The Chained Flame

Chapter 14: The Siege


Background
Font
Font size
22px
Width
100%
LINE-HEIGHT
180%
← Prev Chapter Next Chapter →

War came to Stokvöllur with a fell northern wind, a stamping of hooves, and a great deal of shouting. The riders must have ridden through the night, for they arrived early in the morning, when Lindír had already awoken but was too groggy to do much more than laze about atop his tower. After the riders dismounted and were brought inside, he thought nothing more of it. It was only when he began to hear the sounds of loud talk coming through the open window of the tower below that he paid even the slightest attention.

“There. Now we can talk without being overheard. How many did you say there were?” This voice was the Countess’s.

“Enough to fill Stavik’s harbor. Some said fourscore of longships. Others more.” The other voice was a man’s, entirely unfamiliar to Lindír.

“Easily six thousand, then. I did not think they could muster such an army, even if all of them were footmen.”

“None did, my lady. But that is what the reports say.”

“And these are firsthand reports? You have seen the invasion?”

There were several seconds of hesitation before the unfamiliar voice stammered out, “No, my lady. B-but I have here several written reports taken from refugees of Stavik, copied down exactly as they spoke them. The garrison at Stavik itself was caught off-guard and either captured or else slaughtered to a man.”

“Where, then?” said the Countess. “Where did you come across the invasion force?”

“Do you have a map? I can show you.”

There was then a minute or two of jostling and confusion, along with the faint sound of rustling paper. When the conversation resumed, it was once again the stranger who spoke. “I am from the garrison here, at the Hrafsker crossing. We fled early in the morning some six days ago, and have been riding our horses to the bone ever since.”

“And you said they were moving up the river?” the Countess asked.

“Indeed, and capturing every defensive post along the way. I believe they intend to use it for resupply.”

“Damn their cleverness,” said the Countess. She paused, and fell silent for some while. “Assuming the river allows them to move with unusual speed, an army on foot could reach here from the Hrafsker crossing in… fifteen days, would you say?”

“It would be a hard march, but with the river aiding them…”
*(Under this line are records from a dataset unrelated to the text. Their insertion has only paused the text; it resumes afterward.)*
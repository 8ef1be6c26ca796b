use crate::config::Config;
use crate::error::Error;
use crate::snapshot::{opt_clan_id, RawTerritory};
use crate::store::ClanId;
use async_trait::async_trait;
use serde::de::DeserializeOwned;
use serde::Deserialize;
use std::collections::BTreeMap;

/// Result-log event kinds. Only result events carry a winner worth
/// matching; everything else in the feed (applications, revenue, map chatter)
/// decodes to `Unknown` and is skipped.
#[derive(Debug, Clone, Copy, Default, PartialEq, Eq, Deserialize)]
#[serde(rename_all = "SCREAMING_SNAKE_CASE")]
pub enum LogEventType {
    TournamentBattleWon,
    TournamentBattleLost,
    TerritoryCaptured,
    TerritoryDefended,

    #[serde(other)]
    #[default]
    Unknown,
}

impl LogEventType {
    pub fn is_result(self) -> bool {
        !matches!(self, LogEventType::Unknown)
    }
}

/// One raw result-log entry as polled from the clan log endpoint.
#[derive(Debug, Clone, Default, Deserialize)]
pub struct RawLogEntry {
    #[serde(rename = "type", default)]
    pub event: LogEventType,

    #[serde(default)]
    pub target_territory_id: String,

    #[serde(default)]
    pub created_at: String,

    #[serde(default, deserialize_with = "opt_clan_id")]
    pub winner_clan_id: Option<ClanId>,

    #[serde(default, deserialize_with = "opt_clan_id")]
    pub enemy_clan_id: Option<ClanId>,
}

#[derive(Debug, Clone, Default, Deserialize)]
pub struct RawMapInfo {
    #[serde(default)]
    pub state: String,
}

impl RawMapInfo {
    /// Upstream freezes the whole map during maintenance; snapshots polled
    /// in that window are garbage.
    pub fn is_frozen(&self) -> bool {
        self.state == "frozen"
    }
}

/// One battle reference from the clan battles endpoint; just enough to know
/// which territories are worth polling.
#[derive(Debug, Clone, Default, Deserialize)]
pub struct RawBattleRef {
    #[serde(default)]
    pub territory_id: String,

    #[serde(default)]
    pub front_id: String,
}

#[derive(Debug, Clone, Default, Deserialize)]
pub struct RawClanBattles {
    #[serde(default)]
    pub battles: Vec<RawBattleRef>,

    #[serde(default)]
    pub planned_battles: Vec<RawBattleRef>,
}

/// Clan card as embedded in the tournament page: identity plus ratings and
/// per-arena performance.
#[derive(Debug, Clone, Default, Deserialize)]
pub struct RawClanRating {
    #[serde(default, deserialize_with = "opt_clan_id")]
    pub id: Option<ClanId>,

    #[serde(default, deserialize_with = "opt_clan_id")]
    pub clan_id: Option<ClanId>,

    #[serde(default)]
    pub tag: Option<String>,

    #[serde(default)]
    pub name: Option<String>,

    #[serde(default)]
    pub elo_rating_6: Option<i32>,

    #[serde(default)]
    pub elo_rating_8: Option<i32>,

    #[serde(default)]
    pub elo_rating_10: Option<i32>,

    #[serde(default)]
    pub arena_wins_percent: Option<f64>,

    #[serde(default)]
    pub arena_battles_count: Option<i32>,
}

impl RawClanRating {
    // The tournament page uses `id` where the log uses `clan_id`; both show up.
    pub fn resolved_id(&self) -> Option<ClanId> {
        self.id.or(self.clan_id)
    }
}

#[derive(Debug, Clone, Default, Deserialize)]
pub struct RawTournamentBattle {
    #[serde(default)]
    pub first_competitor: Option<RawClanRating>,

    #[serde(default)]
    pub second_competitor: Option<RawClanRating>,
}

/// The unofficial per-territory tournament page. Its pretender list is
/// fresher than the official competitor list and the embedded clan cards
/// are the only source of ratings.
#[derive(Debug, Clone, Default, Deserialize)]
pub struct RawTournamentInfo {
    #[serde(default)]
    pub territory_id: String,

    #[serde(default)]
    pub owner: Option<RawClanRating>,

    #[serde(default)]
    pub pretenders: Option<Vec<RawClanRating>>,

    #[serde(default)]
    pub battles: Vec<RawTournamentBattle>,
}

impl RawTournamentInfo {
    /// Every clan card on the page keyed by id: both competitors of every
    /// listed battle plus the pretender list, minus the owner. A clan can
    /// appear only in battles without being listed as a pretender.
    pub fn clans_info(&self) -> BTreeMap<ClanId, &RawClanRating> {
        let mut clans: BTreeMap<ClanId, &RawClanRating> = BTreeMap::new();

        for battle in &self.battles {
            for competitor in [&battle.first_competitor, &battle.second_competitor] {
                if let Some(rating) = competitor {
                    if let Some(id) = rating.resolved_id() {
                        clans.insert(id, rating);
                    }
                }
            }
        }

        if let Some(pretenders) = &self.pretenders {
            for rating in pretenders {
                if let Some(id) = rating.resolved_id() {
                    clans.insert(id, rating);
                }
            }
        }

        if let Some(owner_id) = self.owner.as_ref().and_then(RawClanRating::resolved_id) {
            clans.remove(&owner_id);
        }

        clans
    }

    pub fn pretender_ids(&self) -> Vec<ClanId> {
        self.clans_info().keys().copied().collect()
    }
}

/// Clan identity from the clans info endpoint.
#[derive(Debug, Clone, Default, Deserialize)]
pub struct RawClanInfo {
    #[serde(default, deserialize_with = "opt_clan_id")]
    pub clan_id: Option<ClanId>,

    #[serde(default)]
    pub tag: Option<String>,

    #[serde(default)]
    pub name: Option<String>,
}

/// Boundary to the upstream service. Everything behind this trait is a
/// plain fetch: no retries, no caching, no writes. A failed call surfaces
/// as [`Error::UpstreamFetch`] and the poller skips the affected batch.
#[async_trait]
pub trait UpstreamApi: Send + Sync {
    async fn map_info(&self) -> Result<RawMapInfo, Error>;

    /// Polls raw snapshots for up to a batch worth of territories of one
    /// front.
    async fn territories(
        &self,
        front_id: &str,
        territory_ids: &[String],
    ) -> Result<Vec<RawTerritory>, Error>;

    async fn tournament_info(&self, territory_id: &str) -> Result<RawTournamentInfo, Error>;

    async fn clan_battles(&self, clan_id: ClanId) -> Result<RawClanBattles, Error>;

    async fn clan_log(&self, clan_id: ClanId) -> Result<Vec<RawLogEntry>, Error>;

    async fn clan_info(&self, clan_ids: &[ClanId]) -> Result<Vec<RawClanInfo>, Error>;
}

// The official API wraps every payload; the game_api endpoints return bare
// JSON.
#[derive(Debug, Deserialize)]
struct Envelope<T> {
    #[serde(default)]
    status: String,

    data: Option<T>,
}

#[derive(Debug, Default, Deserialize)]
struct RawClanLog {
    #[serde(default)]
    events: Vec<RawLogEntry>,
}

/// Reqwest-backed [`UpstreamApi`].
pub struct HttpApi {
    client: reqwest::Client,
    api_host: String,
    game_host: String,
    application_id: String,
}

impl HttpApi {
    pub fn new(config: &Config) -> Result<Self, Error> {
        let client = reqwest::Client::builder()
            .timeout(config.request_timeout()?)
            .build()?;

        Ok(HttpApi {
            client,
            api_host: config.api_host.trim_end_matches('/').to_string(),
            game_host: config.game_host.trim_end_matches('/').to_string(),
            application_id: config.application_id.clone(),
        })
    }

    async fn get_json<T: DeserializeOwned>(
        &self,
        url: &str,
        query: &[(&str, &str)],
    ) -> Result<T, Error> {
        let response = self
            .client
            .get(url)
            .query(query)
            .send()
            .await?
            .error_for_status()?;

        response.json::<T>().await.map_err(Error::from)
    }

    async fn get_data<T: DeserializeOwned>(
        &self,
        url: &str,
        query: &[(&str, &str)],
    ) -> Result<T, Error> {
        let envelope: Envelope<T> = self.get_json(url, query).await?;

        if envelope.status != "ok" {
            return Err(Error::fetch(
                url,
                format!("upstream status {:?}", envelope.status),
            ));
        }

        envelope
            .data
            .ok_or_else(|| Error::fetch(url, "missing data payload"))
    }
}

#[async_trait]
impl UpstreamApi for HttpApi {
    async fn map_info(&self) -> Result<RawMapInfo, Error> {
        let url = format!("{}/wot/globalmap/info/", self.api_host);
        self.get_data(&url, &[("application_id", self.application_id.as_str())])
            .await
    }

    async fn territories(
        &self,
        front_id: &str,
        territory_ids: &[String],
    ) -> Result<Vec<RawTerritory>, Error> {
        let url = format!("{}/wot/globalmap/territories/", self.api_host);
        let ids = territory_ids.join(",");

        self.get_data(
            &url,
            &[
                ("application_id", self.application_id.as_str()),
                ("front_id", front_id),
                ("territory_id", ids.as_str()),
            ],
        )
        .await
    }

    async fn tournament_info(&self, territory_id: &str) -> Result<RawTournamentInfo, Error> {
        let url = format!("{}/globalmap/game_api/tournament_info", self.game_host);
        self.get_json(&url, &[("alias", territory_id)]).await
    }

    async fn clan_battles(&self, clan_id: ClanId) -> Result<RawClanBattles, Error> {
        let url = format!("{}/globalmap/game_api/clan/{}/battles", self.game_host, clan_id);
        self.get_json(&url, &[]).await
    }

    async fn clan_log(&self, clan_id: ClanId) -> Result<Vec<RawLogEntry>, Error> {
        let url = format!("{}/globalmap/game_api/clan/{}/log", self.game_host, clan_id);
        let log: RawClanLog = self.get_json(&url, &[]).await?;
        Ok(log.events)
    }

    async fn clan_info(&self, clan_ids: &[ClanId]) -> Result<Vec<RawClanInfo>, Error> {
        let url = format!("{}/wgn/clans/info/", self.api_host);
        let ids = clan_ids
            .iter()
            .map(|id| id.to_string())
            .collect::<Vec<_>>()
            .join(",");

        let by_id: BTreeMap<String, Option<RawClanInfo>> = self
            .get_data(
                &url,
                &[
                    ("application_id", self.application_id.as_str()),
                    ("clan_id", ids.as_str()),
                ],
            )
            .await?;

        Ok(by_id.into_values().flatten().collect())
    }
}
“We will assume the worst. That means we have nine days before they deliver us a siege. Damn them and their oath-breaking, we will not be able to call on our allies in time. Look… If we want them to be able to reach us before the siege begins, we will only be able to call upon those knights who live within this region. That’s a span of less than a hundred meadows in every direction.”

“How many fighting men live within that region?”

“I am a commander,” said the Countess, “not a seer. But it is a great deal less than six thousand.” After several more seconds of silent consideration, the Countess barked out an order. “Sir Vatnar!”

“Yes, my liege?” said another man, who had apparently been standing in utter silence up until that point.

“Take this map, as I have marked it. Assemble the messengers and order them to go to every castle, every town, every man who can pick up sword or spear and who has sworn to come to our aid. If he lives within this region, he is to come to our defense with the greatest haste. If he does not… send him to the Jarl of Arenbak. He is the strongest of our allies, and will be the pillar around which our relief force will be built. For all his faults, he’s a shrewd commander, and will know how to use his forces in our defense. Now go.”

There was a great deal of rattling mail as Vatnar hustled off. Lindír comprehended none of this, unsure if he was merely dreaming or imagining the voices from down below. But at that moment, he rolled over onto his back in order to scratch a pernicious itch. This caused an unsettling rattle within the tower, no doubt sending dust cascading down from the ceiling of the room below.

Several seconds later, the Countess’s voice sounded again, this time with much greater clarity. “Lindír Heimirsson!”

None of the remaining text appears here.